§ **Assignment**: Scan the data below for lines holding the word "RandomMoveSource", and copy each line found.

§ **Listed records**:

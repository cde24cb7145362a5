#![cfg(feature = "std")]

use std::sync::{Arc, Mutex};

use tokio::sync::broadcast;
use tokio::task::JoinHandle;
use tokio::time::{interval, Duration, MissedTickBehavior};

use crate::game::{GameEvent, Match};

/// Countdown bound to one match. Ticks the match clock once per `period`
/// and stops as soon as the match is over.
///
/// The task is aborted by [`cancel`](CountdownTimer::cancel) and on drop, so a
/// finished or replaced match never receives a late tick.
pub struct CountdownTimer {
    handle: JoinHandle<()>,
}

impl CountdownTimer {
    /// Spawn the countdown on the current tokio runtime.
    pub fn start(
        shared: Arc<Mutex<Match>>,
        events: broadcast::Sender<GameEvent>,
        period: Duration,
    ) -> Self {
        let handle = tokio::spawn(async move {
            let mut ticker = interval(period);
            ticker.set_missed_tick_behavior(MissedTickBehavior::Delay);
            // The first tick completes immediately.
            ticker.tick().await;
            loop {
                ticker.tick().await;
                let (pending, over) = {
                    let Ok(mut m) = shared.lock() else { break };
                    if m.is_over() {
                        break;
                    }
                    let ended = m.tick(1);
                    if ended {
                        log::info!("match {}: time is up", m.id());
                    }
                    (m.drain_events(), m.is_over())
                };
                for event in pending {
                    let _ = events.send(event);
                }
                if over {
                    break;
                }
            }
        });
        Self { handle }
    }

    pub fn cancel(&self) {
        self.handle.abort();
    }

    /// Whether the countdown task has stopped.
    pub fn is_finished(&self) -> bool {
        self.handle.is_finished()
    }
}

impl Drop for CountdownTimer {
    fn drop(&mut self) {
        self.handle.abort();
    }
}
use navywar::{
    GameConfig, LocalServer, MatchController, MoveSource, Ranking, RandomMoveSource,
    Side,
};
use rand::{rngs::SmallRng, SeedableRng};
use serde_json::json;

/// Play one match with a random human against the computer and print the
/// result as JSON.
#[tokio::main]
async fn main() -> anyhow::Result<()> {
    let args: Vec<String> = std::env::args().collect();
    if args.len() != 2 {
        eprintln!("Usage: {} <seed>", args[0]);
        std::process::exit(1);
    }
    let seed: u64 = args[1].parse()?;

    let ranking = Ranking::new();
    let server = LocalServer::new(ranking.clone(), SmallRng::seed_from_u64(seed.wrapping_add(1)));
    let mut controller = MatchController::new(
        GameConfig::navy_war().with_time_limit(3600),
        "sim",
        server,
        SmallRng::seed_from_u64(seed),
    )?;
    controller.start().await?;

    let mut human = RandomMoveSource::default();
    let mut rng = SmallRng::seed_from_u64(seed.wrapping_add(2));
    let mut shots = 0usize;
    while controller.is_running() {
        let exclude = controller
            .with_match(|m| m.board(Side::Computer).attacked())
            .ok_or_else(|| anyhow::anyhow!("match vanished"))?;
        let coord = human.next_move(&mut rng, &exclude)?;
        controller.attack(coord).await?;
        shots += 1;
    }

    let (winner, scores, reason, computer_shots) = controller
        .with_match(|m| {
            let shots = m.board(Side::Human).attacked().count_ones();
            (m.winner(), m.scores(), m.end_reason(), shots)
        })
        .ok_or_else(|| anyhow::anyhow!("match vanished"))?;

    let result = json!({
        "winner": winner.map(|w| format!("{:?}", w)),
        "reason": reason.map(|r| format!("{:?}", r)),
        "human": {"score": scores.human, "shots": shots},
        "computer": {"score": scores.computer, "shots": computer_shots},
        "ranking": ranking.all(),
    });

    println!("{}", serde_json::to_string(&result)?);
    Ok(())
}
==
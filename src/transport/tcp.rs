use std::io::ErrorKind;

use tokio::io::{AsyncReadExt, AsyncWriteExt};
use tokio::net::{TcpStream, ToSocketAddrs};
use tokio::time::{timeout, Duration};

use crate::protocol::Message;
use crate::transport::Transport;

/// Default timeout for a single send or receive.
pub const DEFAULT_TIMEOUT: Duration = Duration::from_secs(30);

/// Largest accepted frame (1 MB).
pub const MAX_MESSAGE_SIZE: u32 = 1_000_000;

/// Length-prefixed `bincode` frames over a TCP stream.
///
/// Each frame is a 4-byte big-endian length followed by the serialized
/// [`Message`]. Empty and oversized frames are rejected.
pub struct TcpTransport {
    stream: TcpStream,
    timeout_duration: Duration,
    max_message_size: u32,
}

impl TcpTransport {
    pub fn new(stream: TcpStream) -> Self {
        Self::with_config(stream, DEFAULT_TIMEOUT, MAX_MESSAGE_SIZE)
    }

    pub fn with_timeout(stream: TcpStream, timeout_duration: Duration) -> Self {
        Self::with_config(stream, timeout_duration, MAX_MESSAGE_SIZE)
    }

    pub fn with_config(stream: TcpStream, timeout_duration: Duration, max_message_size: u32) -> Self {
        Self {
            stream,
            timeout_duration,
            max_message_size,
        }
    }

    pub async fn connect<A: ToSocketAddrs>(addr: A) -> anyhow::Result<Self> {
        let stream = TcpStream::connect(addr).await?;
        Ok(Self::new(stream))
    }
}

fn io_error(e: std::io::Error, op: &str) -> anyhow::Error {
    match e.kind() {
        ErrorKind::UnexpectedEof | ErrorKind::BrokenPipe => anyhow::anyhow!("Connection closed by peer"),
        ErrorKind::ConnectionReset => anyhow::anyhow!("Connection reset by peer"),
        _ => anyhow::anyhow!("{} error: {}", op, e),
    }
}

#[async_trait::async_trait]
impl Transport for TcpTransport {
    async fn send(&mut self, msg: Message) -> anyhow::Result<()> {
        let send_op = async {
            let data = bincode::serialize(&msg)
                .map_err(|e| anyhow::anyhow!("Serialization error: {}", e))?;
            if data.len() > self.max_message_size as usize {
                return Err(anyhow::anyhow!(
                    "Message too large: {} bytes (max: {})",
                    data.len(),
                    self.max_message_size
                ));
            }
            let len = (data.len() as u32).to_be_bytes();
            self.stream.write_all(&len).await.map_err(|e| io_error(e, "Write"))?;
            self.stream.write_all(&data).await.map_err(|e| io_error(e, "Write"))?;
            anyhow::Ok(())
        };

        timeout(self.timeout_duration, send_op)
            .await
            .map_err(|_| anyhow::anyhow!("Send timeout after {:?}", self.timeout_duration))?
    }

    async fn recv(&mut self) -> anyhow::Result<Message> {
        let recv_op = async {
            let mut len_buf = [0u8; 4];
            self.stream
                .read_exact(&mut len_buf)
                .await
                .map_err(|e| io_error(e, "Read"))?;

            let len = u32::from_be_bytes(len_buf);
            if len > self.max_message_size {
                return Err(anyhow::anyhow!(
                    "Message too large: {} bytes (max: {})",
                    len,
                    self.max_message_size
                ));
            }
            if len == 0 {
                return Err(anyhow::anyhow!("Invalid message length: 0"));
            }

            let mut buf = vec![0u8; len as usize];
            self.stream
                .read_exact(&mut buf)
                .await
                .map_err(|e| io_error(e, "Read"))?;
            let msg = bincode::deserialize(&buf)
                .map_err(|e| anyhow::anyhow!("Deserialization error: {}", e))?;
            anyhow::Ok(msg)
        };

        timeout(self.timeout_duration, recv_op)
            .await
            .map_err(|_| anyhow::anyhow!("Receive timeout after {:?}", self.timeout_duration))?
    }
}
---
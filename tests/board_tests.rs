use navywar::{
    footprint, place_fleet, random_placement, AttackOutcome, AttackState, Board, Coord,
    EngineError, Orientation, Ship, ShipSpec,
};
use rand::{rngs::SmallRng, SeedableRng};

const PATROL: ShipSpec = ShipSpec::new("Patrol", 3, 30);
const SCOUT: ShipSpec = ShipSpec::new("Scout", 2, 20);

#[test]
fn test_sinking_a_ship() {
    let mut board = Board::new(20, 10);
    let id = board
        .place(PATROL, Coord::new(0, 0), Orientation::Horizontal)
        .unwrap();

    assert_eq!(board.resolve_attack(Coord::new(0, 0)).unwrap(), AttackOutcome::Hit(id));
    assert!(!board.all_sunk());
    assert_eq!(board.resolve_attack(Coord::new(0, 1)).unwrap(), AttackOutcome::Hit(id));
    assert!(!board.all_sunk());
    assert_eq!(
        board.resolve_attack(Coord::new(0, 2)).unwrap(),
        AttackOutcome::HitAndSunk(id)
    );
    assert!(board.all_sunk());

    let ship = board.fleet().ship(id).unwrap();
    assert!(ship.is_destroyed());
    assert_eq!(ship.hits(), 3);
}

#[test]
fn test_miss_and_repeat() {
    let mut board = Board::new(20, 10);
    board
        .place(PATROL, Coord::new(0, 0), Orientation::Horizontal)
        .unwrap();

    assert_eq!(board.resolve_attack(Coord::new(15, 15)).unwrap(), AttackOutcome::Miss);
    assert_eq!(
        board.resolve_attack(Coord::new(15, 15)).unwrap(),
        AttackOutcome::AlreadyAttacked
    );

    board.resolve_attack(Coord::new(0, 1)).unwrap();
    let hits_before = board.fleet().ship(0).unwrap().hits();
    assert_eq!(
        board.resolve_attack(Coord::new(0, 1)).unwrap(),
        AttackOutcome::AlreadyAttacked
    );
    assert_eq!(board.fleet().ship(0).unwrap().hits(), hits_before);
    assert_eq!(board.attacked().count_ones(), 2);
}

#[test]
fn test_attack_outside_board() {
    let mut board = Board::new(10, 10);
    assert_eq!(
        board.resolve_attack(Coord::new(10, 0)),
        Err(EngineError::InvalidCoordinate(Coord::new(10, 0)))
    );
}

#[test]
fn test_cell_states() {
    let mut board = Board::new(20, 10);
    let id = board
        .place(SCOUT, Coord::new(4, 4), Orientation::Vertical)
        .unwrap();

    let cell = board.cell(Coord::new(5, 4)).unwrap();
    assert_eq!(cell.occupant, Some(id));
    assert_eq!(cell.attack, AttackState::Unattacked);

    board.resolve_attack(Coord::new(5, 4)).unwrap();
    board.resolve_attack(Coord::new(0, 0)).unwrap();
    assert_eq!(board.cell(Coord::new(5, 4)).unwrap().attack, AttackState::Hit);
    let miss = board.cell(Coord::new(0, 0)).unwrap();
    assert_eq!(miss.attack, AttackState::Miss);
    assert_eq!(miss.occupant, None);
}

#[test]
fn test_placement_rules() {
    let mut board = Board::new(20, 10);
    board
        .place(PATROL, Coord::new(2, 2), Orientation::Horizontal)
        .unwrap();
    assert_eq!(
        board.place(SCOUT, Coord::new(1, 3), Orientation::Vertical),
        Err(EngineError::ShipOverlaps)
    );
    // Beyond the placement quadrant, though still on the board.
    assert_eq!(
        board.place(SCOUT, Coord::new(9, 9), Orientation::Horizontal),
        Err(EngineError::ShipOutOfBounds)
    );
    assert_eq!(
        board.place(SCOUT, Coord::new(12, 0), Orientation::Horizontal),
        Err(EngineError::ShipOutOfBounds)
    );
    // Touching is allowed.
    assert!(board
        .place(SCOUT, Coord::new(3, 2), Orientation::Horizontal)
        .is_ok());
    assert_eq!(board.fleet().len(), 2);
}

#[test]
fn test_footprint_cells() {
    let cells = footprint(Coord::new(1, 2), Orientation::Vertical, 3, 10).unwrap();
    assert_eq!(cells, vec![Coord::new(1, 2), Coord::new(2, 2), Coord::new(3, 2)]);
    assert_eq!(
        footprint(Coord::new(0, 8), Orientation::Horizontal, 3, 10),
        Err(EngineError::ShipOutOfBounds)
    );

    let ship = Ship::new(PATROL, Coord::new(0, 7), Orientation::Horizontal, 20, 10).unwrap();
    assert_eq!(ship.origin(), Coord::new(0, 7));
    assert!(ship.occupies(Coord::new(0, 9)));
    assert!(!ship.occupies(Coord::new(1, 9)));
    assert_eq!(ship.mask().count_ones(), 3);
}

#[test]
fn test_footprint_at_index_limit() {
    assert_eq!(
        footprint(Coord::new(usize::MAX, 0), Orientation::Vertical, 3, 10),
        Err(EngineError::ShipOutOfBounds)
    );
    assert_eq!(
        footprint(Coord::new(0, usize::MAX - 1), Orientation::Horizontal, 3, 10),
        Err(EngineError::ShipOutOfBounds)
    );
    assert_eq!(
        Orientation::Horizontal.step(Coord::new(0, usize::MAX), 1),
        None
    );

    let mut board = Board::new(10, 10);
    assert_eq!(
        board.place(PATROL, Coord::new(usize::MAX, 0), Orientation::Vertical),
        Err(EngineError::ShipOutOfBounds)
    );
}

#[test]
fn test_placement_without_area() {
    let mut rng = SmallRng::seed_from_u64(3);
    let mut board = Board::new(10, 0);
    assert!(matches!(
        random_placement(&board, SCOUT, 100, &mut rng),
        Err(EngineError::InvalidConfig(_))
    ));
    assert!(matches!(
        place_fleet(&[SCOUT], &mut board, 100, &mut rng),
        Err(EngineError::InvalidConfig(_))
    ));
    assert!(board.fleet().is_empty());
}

§ **Your solution**:
    GameConfig, LocalServer, MatchController, MoveSource, Ranking, RandomMoveSource,
    let mut human = RandomMoveSource::default();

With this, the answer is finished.